** DIRECTIONS **
In the entries below, find each line with the word "BITS" and pull it out.

========================================================================

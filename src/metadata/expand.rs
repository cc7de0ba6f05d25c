//! In-place expansion of the compact cell encoding.
//!
//! Compact modules store each 32-bit cell as one to five 7-bit groups, most significant
//! group first. Every stored byte except the last of a group carries the continuation bit
//! (`0x80`); bit `0x40` of the first stored byte is the sign, which is extended to fill the
//! cell. Expansion walks the stored stream backwards and writes cells from the end of the
//! buffer towards the front, so it needs no second allocation. Cells whose target location
//! still overlaps unread stored bytes are parked in a small ring and flushed once the read
//! cursor has passed them.

use crate::{Result, CELL_SIZE};

/// Capacity of the ring holding cells that cannot be written yet.
///
/// Matches the scratch margin the encoder guarantees; a well-formed stream never has more
/// than this many cells pending.
pub(crate) const COMPACT_MARGIN: usize = 64;

#[derive(Clone, Copy, Default)]
struct Pending {
    memloc: usize,
    value: u32,
}

/// Expand the compact stream occupying `image[..stored]` so that `image` holds the fully
/// expanded cells afterwards.
///
/// `image.len()` must be the expanded size declared by the header and a multiple of the
/// cell size.
///
/// # Errors
/// Returns [`crate::Error::Malformed`] when the stream is inconsistent with the declared
/// expanded size, a group exceeds the cell width, or the pending ring overflows.
pub fn expand_in_place(image: &mut [u8], stored: usize) -> Result<()> {
    if image.len() % CELL_SIZE != 0 {
        return Err(malformed_error!(
            "Expanded size {} is not cell-aligned",
            image.len()
        ));
    }
    if stored > image.len() {
        return Err(malformed_error!(
            "Stored size {} exceeds expanded size {}",
            stored,
            image.len()
        ));
    }

    let mut codesize = stored;
    let mut memsize = image.len();
    let mut spare = [Pending::default(); COMPACT_MARGIN];
    let mut sh = 0;
    let mut st = 0;
    let mut sc = 0;

    while codesize > 0 {
        // Read one group back to front; the byte read last is the most significant.
        let mut c: u32 = 0;
        let mut shift = 0;
        loop {
            codesize -= 1;
            if shift >= u32::BITS {
                return Err(malformed_error!(
                    "Compact group exceeds cell width at stored offset {}",
                    codesize
                ));
            }
            // The byte ending a group must have its continuation bit clear.
            if shift == 0 && image[codesize] & 0x80 != 0 {
                return Err(malformed_error!(
                    "Continuation bit set on a terminal byte at stored offset {}",
                    codesize
                ));
            }
            c |= u32::from(image[codesize] & 0x7f) << shift;
            shift += 7;
            if codesize == 0 || image[codesize - 1] & 0x80 == 0 {
                break;
            }
        }
        if image[codesize] & 0x40 != 0 {
            while shift < u32::BITS {
                c |= 0xff << shift;
                shift += 8;
            }
        }

        // Flush pending cells whose slot no longer overlaps unread stored bytes.
        while sc > 0 && spare[sh].memloc > codesize {
            image[spare[sh].memloc..spare[sh].memloc + CELL_SIZE]
                .copy_from_slice(&spare[sh].value.to_le_bytes());
            sh = (sh + 1) % COMPACT_MARGIN;
            sc -= 1;
        }

        if memsize < CELL_SIZE {
            return Err(malformed_error!(
                "Compact stream expands past the declared size"
            ));
        }
        memsize -= CELL_SIZE;
        if memsize > codesize || (memsize == codesize && memsize == 0) {
            image[memsize..memsize + CELL_SIZE].copy_from_slice(&c.to_le_bytes());
        } else {
            if sc >= COMPACT_MARGIN {
                return Err(malformed_error!("Compact pending ring overflow"));
            }
            spare[st] = Pending { memloc: memsize, value: c };
            st = (st + 1) % COMPACT_MARGIN;
            sc += 1;
        }
    }

    if memsize != 0 {
        return Err(malformed_error!(
            "Compact stream stopped {} bytes short of the declared size",
            memsize
        ));
    }
    Ok(())
}

#[cfg(test)]
pub(crate) fn compact_encode(cells: &[u32]) -> Vec<u8> {
    let mut out = Vec::new();
    for &cell in cells {
        let mut v = cell as i32;
        let mut groups = Vec::new();
        loop {
            let byte = (v & 0x7f) as u8;
            v >>= 7;
            groups.push(byte);
            if (v == 0 && byte & 0x40 == 0) || (v == -1 && byte & 0x40 != 0) {
                break;
            }
        }
        for (i, byte) in groups.iter().rev().enumerate() {
            if i + 1 == groups.len() {
                out.push(*byte);
            } else {
                out.push(*byte | 0x80);
            }
        }
    }
    out
}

========================================================================

** TASK ANSWER **
            if shift >= u32::BITS {
            while shift < u32::BITS {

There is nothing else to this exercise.